U.S. industrial production, manufacturing and durable goods orders through December continued to show improvement from the coronavirus pandemic downturn. The health of the manufacturing economy has a direct bearing on the health of the steel industry.
The Industrial Production Index
The IP index is a gauge of output from factories, mines and utilities. Industrial production took a serious hit from the shutdowns of nonessential businesses and other measures mandated by the government in the first and second quarters of 2020 to stem the spread of the coronavirus. Figure 1 shows the three-month moving average (3MMA) of the IP index since January 2007 as the black line and the year-over-year change in orange. From March through June, the 3MMA of the IP index dropped by 14 percent, from 107.7 down to 93.7. The 3MMA has recovered each month since July, up to 104.5 in December.
Manufacturing Capacity Utilization
Manufacturing capacity utilization, measured at 72.7 percent as a 3MMA through December, has now risen out of recessionary territory for the first time since March. The rate had regularly hovered around 75 percent for the previous eight years, declining starting in March and reaching a low of 63 percent in June (Figure 2).
New Orders for Durable Goods
New orders for durable goods, an early indicator of consumer and business demand for U.S. manufactured goods, have nearly recovered from the virus shock last year (Figure 3). The 3MMA dropped by more than 23 percent from February through May, from a peak of $246.4 billion to a low of $188.5 billion. But durable goods orders increased to $244.1 billion as a 3MMA through December 2020, very positive news for the economy.
New Orders for Manufactured Products
The growth rate of new orders for manufactured products as reported by the Census Bureau was slightly negative for most of 2019, then declined sharply in March 2020 (Figure 4). On a 3MMA basis, factory orders fell to a near 10-year low in June at $410.7 billion. Factory orders in November 2020 were down just 2 percent year over year to $481.8 billion.
New Orders for Products Manufactured from Iron and Steel
Within the Census Bureau M3 manufacturing survey is a subsection for iron and steel products. Figure 5 shows the history of new orders for iron and steel products since January 2000 as a 3MMA. The 3MMA year-over-year growth rate, which reached negative 20.0 percent last May, rebounded to positive 1.4 percent year-over-year last November at $10.2 billion.
Inventories of Products Manufactured from Iron and Steel
Inventories of iron and steel products continued to decline through the November data, down 8.1 percent to $18.2 billion on a 3MMA basis, compared to the same period the year prior (Figure 6). The fact that new orders for manufactured goods were up while inventories of manufactured goods were down may reflect the tight availability and rising price of steel late last year.

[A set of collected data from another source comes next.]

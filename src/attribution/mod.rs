//! Attribution: outreach capture and engagement resolution.
//!
//! Every outbound send persists the verbatim content with auto-assigned
//! element tags; every engagement resolves back to its outreach, or is
//! stored unattributed — never dropped.

pub mod tagger;

use chrono::{DateTime, Utc};
use tracing::{debug, warn};

use crate::store::outreach::{NewEngagementEvent, NewOutreachEvent};
use crate::store::{Store, StoreError};
use crate::types::{Channel, Sentiment};

/// Capture one outbound send: the outreach row plus element tags.
///
/// # Errors
///
/// Returns [`StoreError`] on persistence failure.
pub async fn record_outreach(store: &Store, event: &NewOutreachEvent) -> Result<i64, StoreError> {
    let outreach_id = store.insert_outreach(event).await?;
    if event.channel == Channel::Email {
        let tags = tagger::tag_email(event.subject.as_deref(), &event.body);
        store
            .insert_element_tags(event.tenant_id, outreach_id, &tags)
            .await?;
    }
    debug!(
        outreach = outreach_id,
        lead = event.lead_id,
        channel = event.channel.as_str(),
        "outreach recorded"
    );
    Ok(outreach_id)
}

/// Engagement details arriving from a provider webhook.
#[derive(Debug, Clone)]
pub struct EngagementInput {
    /// Owning tenant.
    pub tenant_id: i64,
    /// Lead, when the edge already resolved it.
    pub lead_id: Option<i64>,
    /// Engagement kind ("open", "reply", "positive_reply", ...).
    pub event_type: String,
    /// Reply sentiment.
    pub sentiment: Option<Sentiment>,
    /// Interest level.
    pub interest_level: Option<String>,
    /// Provider-side campaign id.
    pub provider_campaign_id: Option<String>,
    /// Provider-side lead id.
    pub provider_lead_id: Option<String>,
    /// When the engagement occurred.
    pub occurred_at: DateTime<Utc>,
}

/// Record one engagement, resolving it to an outreach event when the
/// provider ids allow; otherwise it is stored with `unattributed = true`.
///
/// # Errors
///
/// Returns [`StoreError`] on persistence failure.
pub async fn record_engagement(store: &Store, input: &EngagementInput) -> Result<i64, StoreError> {
    let outreach = match (&input.provider_campaign_id, &input.provider_lead_id) {
        (Some(campaign), Some(lead)) => {
            store
                .find_outreach_by_provider(input.tenant_id, campaign, lead)
                .await?
        }
        _ => None,
    };

    let lead_id = input.lead_id.or(outreach.as_ref().map(|o| o.lead_id));
    let unattributed = outreach.is_none();
    if unattributed {
        warn!(
            tenant = input.tenant_id,
            event = %input.event_type,
            "engagement could not be attributed to an outreach"
        );
    }

    let days_since_first_email = match lead_id {
        Some(lead_id) => store
            .first_email_sent_at(input.tenant_id, lead_id)
            .await?
            .map(|first| input.occurred_at.signed_duration_since(first).num_days()),
        None => None,
    };

    store
        .insert_engagement(&NewEngagementEvent {
            tenant_id: input.tenant_id,
            lead_id,
            outreach_event_id: outreach.as_ref().map(|o| o.id),
            unattributed,
            event_type: input.event_type.clone(),
            sentiment: input.sentiment,
            interest_level: input.interest_level.clone(),
            days_since_first_email,
            provider_campaign_id: input.provider_campaign_id.clone(),
            provider_lead_id: input.provider_lead_id.clone(),
            occurred_at: input.occurred_at,
        })
        .await
}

The ISM Manufacturing Index
The Institute for Supply Management’s Manufacturing Index is a diffusion index. An index value above 50 indicates that the manufacturing economy is expanding. As Figure 7 shows, the index on a 3MMA basis remained in contraction territory from September 2019 through June 2020, but has recovered each month since then to reach a 25-month high of 59.2 in November.
“The manufacturing economy continued its recovery in December. Survey Committee members reported that their companies and suppliers continue to operate in reconfigured factories, but absenteeism, short-term shutdowns to sanitize facilities and difficulties in returning and hiring workers are causing strains that are limiting manufacturing growth potential,” said ISM Business Survey Committee Chairman Timothy Fiore. “Manufacturing performed well for the seventh straight month, with demand, consumption and inputs registering strong growth compared to November. Labor market difficulties at panelists’ companies and their suppliers will continue to restrict the manufacturing economy expansion until the coronavirus (COVID-19) crisis ends.”